MONUMENTS DE SAINT CORENTIN (A.-M. T.).
Saint CORENTIN construisit la première Cathédrale de Quimper sur l’emplacement
que lui avait donné le roi Grallon, et le Père Maunoir dit qu’il y travailla de
ses mains. Il la dédia à Notre-Dame. Avant la Cathédrale actuelle, une autre
(d’après M. Trévédy), plusieurs (d’après M. Le Men) furent successivement
bâties.
La chapelle absidale est
actuellement la partie la plus ancienne de la Cathédrale ; construite au
XIe siècle en exécution d’un vœu à la suite d’une victoire remportée par
le comte de Cornouaille, Alain Canihart, elle fut modifiée dans le
XIIIe siècle, et rattachée à la nouvelle Cathédrale, jusque-là elle
formait un édifice à part.
Saint Corentin n’avait
point tardé à être patron de l’église de Quimper, de concert avec Notre-Dame.
La plus belle, la plus harmonieuse, la plus richement ornée des cathédrales de
Bretagne fut commencée en 1239 par l’évêque Rainaud, auquel on doit le chœur
les bas côtés qui l’entourent furent élevés par Yves Cabellic (1280), et Allain
Gonthier (1335), Gatien de Monceaux construit les voûtes du chœur (1408-1416),
Bertrand de Rosmadec les fait peindre (1417), orne les fenêtres de vitraux
peints et entreprend la construction de la nef ; en outre, il dote son
église d’un splendide mobilier. La nef est terminée en 1460 sous l’épiscopat de
Jean de Lespervez qui consacre une grande partie de ses biens à l’achèvement de
l’édifice ; en 1469 il fait construire le clocher central en charpente
recouverte de plomb (qui fut incendié en 1620). Thibaud de Rieux (1475), Alain
Le Maout (1487-1493), élevèrent le transept et ses voûtes Raoul Le Moél (1494)

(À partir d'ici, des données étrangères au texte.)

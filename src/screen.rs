use std::fs::File;
use std::io::{BufWriter, Write};
use std::path::Path;

use image::{GrayImage, Luma, RgbaImage};

use crate::error::Result;

/// 8-bit BGRA color image, row-major with the origin at the top-left.
#[derive(Debug, Clone, PartialEq, Eq)]
pub struct ColorBuffer {
    pub width: u32,
    pub height: u32,
    pub bgra: Vec<[u8; 4]>,
}

impl ColorBuffer {
    pub fn new(width: u32, height: u32) -> Self {
        Self { width, height, bgra: vec![[0; 4]; pixel_count(width, height)] }
    }
    pub fn set_pixel(&mut self, x: u32, y: u32, blue: u8, green: u8, red: u8, alpha: u8) {
        if let Some(i) = pixel_index(self.width, self.height, x, y) {
            self.bgra[i] = [blue, green, red, alpha];
        }
    }
    /// BGRA at `(x, y)`, `None` outside the buffer.
    pub fn get_pixel(&self, x: u32, y: u32) -> Option<[u8; 4]> {
        pixel_index(self.width, self.height, x, y).map(|i| self.bgra[i])
    }
    pub fn clear(&mut self) {
        self.bgra.fill([0; 4]);
    }
    /// Raw interleaved BGRA bytes.
    pub fn as_bytes(&self) -> &[u8] {
        bytemuck::cast_slice(&self.bgra)
    }
    /// Number of pixels that have been written (non-zero alpha).
    pub fn covered_pixels(&self) -> usize {
        self.bgra.iter().filter(|p| p[3] != 0).count()
    }
    pub fn to_rgba_image(&self) -> RgbaImage {
        RgbaImage::from_fn(self.width, self.height, |x, y| {
            let [b, g, r, a] = self.get_pixel(x, y).unwrap_or_default();
            image::Rgba([r, g, b, a])
        })
    }
    pub fn save<P: AsRef<Path>>(&self, path: P) -> Result<()> {
        self.to_rgba_image().save(path)?;
        Ok(())
    }
    /// Uncompressed 24-bit BMP, alpha dropped.
    pub fn write_bmp<P: AsRef<Path>>(&self, path: P) -> Result<()> {
        let width = self.width;
        let height = self.height;
        let row_stride = (3 * width + 3) & !3;
        let pixel_array_size = row_stride * height;
        let file_size = 54 + pixel_array_size;
        let mut file = BufWriter::new(File::create(path)?);
        file.write_all(b"BM")?;
        file.write_all(&file_size.to_le_bytes())?;
        file.write_all(&[0u8; 4])?;
        file.write_all(&54u32.to_le_bytes())?;
        file.write_all(&40u32.to_le_bytes())?;
        file.write_all(&(width as i32).to_le_bytes())?;
        file.write_all(&(height as i32).to_le_bytes())?;
        file.write_all(&1u16.to_le_bytes())?;
        file.write_all(&24u16.to_le_bytes())?;
        file.write_all(&[0u8; 4])?;
        file.write_all(&pixel_array_size.to_le_bytes())?;
        file.write_all(&[0u8; 16])?;
        let padding = vec![0u8; (row_stride - width * 3) as usize];
        // BMP rows run bottom-up
        for y in (0..height).rev() {
            for x in 0..width {
                let [b, g, r, _] = self.get_pixel(x, y).unwrap_or_default();
                file.write_all(&[b, g, r])?;
            }
            file.write_all(&padding)?;
        }
        file.flush()?;
        Ok(())
    }
}

/// Per-pixel NDC depth; smaller is closer. Untouched pixels hold `f64::INFINITY`.
#[derive(Debug, Clone, PartialEq)]
pub struct DepthBuffer {
    pub width: u32,
    pub height: u32,
    pub depth: Vec<f64>,
}

impl DepthBuffer {
    pub fn new(width: u32, height: u32) -> Self {
        Self { width, height, depth: vec![f64::INFINITY; pixel_count(width, height)] }
    }
    /// Writes are ignored outside the buffer.
    pub fn set(&mut self, x: u32, y: u32, value: f64) {
        if let Some(i) = pixel_index(self.width, self.height, x, y) {
            self.depth[i] = value;
        }
    }
    /// Depth at `(x, y)`, `None` outside the buffer.
    pub fn get(&self, x: u32, y: u32) -> Option<f64> {
        pixel_index(self.width, self.height, x, y).map(|i| self.depth[i])
    }
    pub fn clear(&mut self) {
        self.depth.fill(f64::INFINITY);
    }
    /// Grayscale visualisation: near surfaces bright, far ones fading out,
    /// empty pixels black.
    pub fn to_gray_image(&self) -> GrayImage {
        GrayImage::from_fn(self.width, self.height, |x, y| {
            Luma([depth_to_u8(self.get(x, y).unwrap_or(f64::INFINITY))])
        })
    }
}

fn pixel_count(width: u32, height: u32) -> usize {
    width as usize * height as usize
}

/// Row-major offset of `(x, y)`, `None` outside a `width x height` buffer.
#[inline(always)]
fn pixel_index(width: u32, height: u32, x: u32, y: u32) -> Option<usize> {
    if x >= width || y >= height {
        return None;
    }
    Some(y as usize * width as usize + x as usize)
}

fn depth_to_u8(depth: f64) -> u8 {
    if !depth.is_finite() {
        return 0;
    }
    // NDC depth in [-1, 1] -> [0, 2]
    let y = 255.0 * (-(depth + 1.0) * 1.5).exp();
    y.round().clamp(0.0, 255.0) as u8
}

/// The pair of buffers a renderer draws into.
#[derive(Debug, Clone)]
pub struct ScreenSpace {
    pub width: u32,
    pub height: u32,
    pub color: ColorBuffer,
    pub depth: DepthBuffer,
}

impl ScreenSpace {
    pub fn new(width: u32, height: u32) -> Self {
        Self {
            width,
            height,
            color: ColorBuffer::new(width, height),
            depth: DepthBuffer::new(width, height),
        }
    }
    pub fn clear(&mut self) {
        self.color.clear();
        self.depth.clear();
    }
}

#[cfg(test)]
mod tests {
    use super::*;

    #[test]
    fn clear_resets_both_buffers() {
        let mut screen = ScreenSpace::new(4, 3);
        screen.color.set_pixel(1, 2, 10, 20, 30, 255);
        screen.depth.set(1, 2, 0.25);
        assert_eq!(screen.color.get_pixel(1, 2), Some([10, 20, 30, 255]));
        assert_eq!(screen.color.covered_pixels(), 1);
        screen.clear();
        assert_eq!(screen.color.get_pixel(1, 2), Some([0, 0, 0, 0]));
        assert_eq!(screen.depth.get(1, 2), Some(f64::INFINITY));
    }

    #[test]
    fn out_of_range_pixels_are_ignored() {
        let mut color = ColorBuffer::new(2, 2);
        color.set_pixel(2, 0, 1, 1, 1, 1);
        assert_eq!(color.get_pixel(2, 0), None);
        assert_eq!(color.covered_pixels(), 0);
    }

    #[test]
    fn out_of_range_depth_is_ignored() {
        let mut depth = DepthBuffer::new(3, 2);
        depth.set(3, 0, -0.5);
        depth.set(0, 2, -0.5);
        assert_eq!(depth.get(3, 0), None);
        assert_eq!(depth.get(0, 2), None);
        assert!(depth.depth.iter().all(|d| *d == f64::INFINITY));
        depth.set(2, 1, -0.5);
        assert_eq!(depth.get(2, 1), Some(-0.5));
    }

    #[test]
    #[cfg(target_pointer_width = "64")]
    fn pixel_offsets_do_not_overflow_u32() {
        // 70000^2 exceeds u32::MAX
        let (w, h) = (70_000u32, 70_000u32);
        assert_eq!(pixel_count(w, h) as u64, 4_900_000_000);
        assert_eq!(pixel_index(w, h, w - 1, h - 1).map(|i| i as u64), Some(4_899_999_999));
        assert_eq!(pixel_index(w, h, w, 0), None);
    }

    #[test]
    fn bytes_and_image_use_expected_channel_order() {
        let mut color = ColorBuffer::new(1, 1);
        color.set_pixel(0, 0, 1, 2, 3, 255);
        assert_eq!(color.as_bytes(), &[1, 2, 3, 255]);
        assert_eq!(color.to_rgba_image().get_pixel(0, 0).0, [3, 2, 1, 255]);
    }

    #[test]
    fn depth_visualisation_is_monotonic() {
        assert_eq!(depth_to_u8(f64::INFINITY), 0);
        assert_eq!(depth_to_u8(-1.0), 255);
        assert!(depth_to_u8(-0.5) > depth_to_u8(0.5));
    }
}
//! Interactive viewer. Drag with the left mouse button to orbit, W/S to
//! zoom, mouse wheel for the field of view, C toggles back-face culling.
//!
//! Usage:
//!   viewer <mesh.obj> [texture.png]

use std::path::PathBuf;
use std::time::Instant;

use anyhow::{Context, Result};
use clap::Parser;
use log::info;
use raylib::prelude::*;

use softraster::{OrbitCamera, Renderer, Texture, obj};

#[derive(Parser, Debug)]
#[command(name = "viewer")]
#[command(author, version, about = "Interactive software rasterizer viewer", long_about = None)]
struct Args {
    /// Wavefront OBJ mesh
    mesh: PathBuf,

    /// Diffuse texture; enables textured shading
    texture: Option<PathBuf>,
}

fn main() -> Result<()> {
    env_logger::Builder::from_env(env_logger::Env::default().default_filter_or("info")).init();
    let args = Args::parse();

    let mesh = obj::load_mesh(&args.mesh).with_context(|| format!("loading {}", args.mesh.display()))?;
    let texture = args
        .texture
        .as_ref()
        .map(|path| Texture::load(path).with_context(|| format!("loading {}", path.display())))
        .transpose()?;

    // Define Render resolution
    let width = 960;
    let height = 720;
    let mut renderer = Renderer::new(width, height)?;
    let mut cam = OrbitCamera::default();

    // Create raylib handle
    let (mut r1, thread) = raylib::init()
        .size(width as i32, height as i32)
        .title("softraster")
        .resizable()
        .build();
    r1.set_target_fps(60);
    let image = Image::gen_image_color(width as i32, height as i32, Color::BLACK);
    let mut screen_texture = r1
        .load_texture_from_image(&thread, &image)
        .map_err(|e| anyhow::anyhow!("raylib texture creation failed: {e}"))?;

    let mut rgba = vec![0u8; (width * height * 4) as usize];
    while !r1.window_should_close() {
        cam.camera_update(&r1);
        if r1.is_key_pressed(KeyboardKey::KEY_C) {
            let culling = !renderer.options().backface_culling;
            renderer.set_backface_culling(culling);
            info!("back-face culling {}", if culling { "on" } else { "off" });
        }

        let frame_start = Instant::now();
        let mvp = cam.model_view_projection(width as f32 / height as f32);
        let (color, _) = match &texture {
            Some(texture) => renderer.render_textured(&mesh, &mvp, texture)?,
            None => renderer.render(&mesh, &mvp)?,
        };
        let frame_time = frame_start.elapsed();

        // raylib wants RGBA
        for (dst, src) in rgba.chunks_exact_mut(4).zip(&color.bgra) {
            dst.copy_from_slice(&[src[2], src[1], src[0], 255]);
        }
        let _ = screen_texture.update_texture(&rgba);

        let window_width = r1.get_screen_width();
        let window_height = r1.get_screen_height();
        let stats = renderer.last_stats();

        let mut d = r1.begin_drawing(&thread);
        d.clear_background(Color::BLACK);
        d.draw_texture_pro(
            &screen_texture,
            Rectangle { x: 0.0, y: 0.0, width: width as f32, height: height as f32 },
            Rectangle { x: 0.0, y: 0.0, width: window_width as f32, height: window_height as f32 },
            Vector2 { x: 0.0, y: 0.0 },
            0.0,
            Color::WHITE,
        );
        d.draw_text(
            &format!(
                "Frame time: {:.2?}\nTriangles: {}/{}\nPixels: {}",
                frame_time, stats.rasterized, stats.triangles, stats.pixels_written
            ),
            10,
            10,
            20,
            Color::LIME,
        );
    }
    Ok(())
}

fit faire les meneaux et les verrières des fenêtres de la nef, les balustres,
les galeries, les pinacles.
Mgr Graveran (1854), au
moyen du sou de saint Corentin donné par chacun des diocésains pendant cinq
ans, commence les flèches de la Cathédrale sur les plans de M. Joseph Bigot.
Mgr Sergent voit les flèches terminées et débarrassées de leurs échafaudages
(1856). Son épiscopat est la période de transformation pour la Cathédrale
1857-1859, reconstruction de la sacristie 1860, galeries de la nef
1862-1867 débadigeonnage, œuvre délicate remarquablement accomplie
par M. Mahé 1868 consécration du maître autel en orfèvrerie dessiné par M.
Boeswilwald, etc., etc.
Mgr Nouvel prit fort peu
de part aux travaux à exécuter dans sa Cathédrale, mais il lit continuer les
peintures murales de M. Yan’ Dargent, et il encouragea le curé archiprêtre M.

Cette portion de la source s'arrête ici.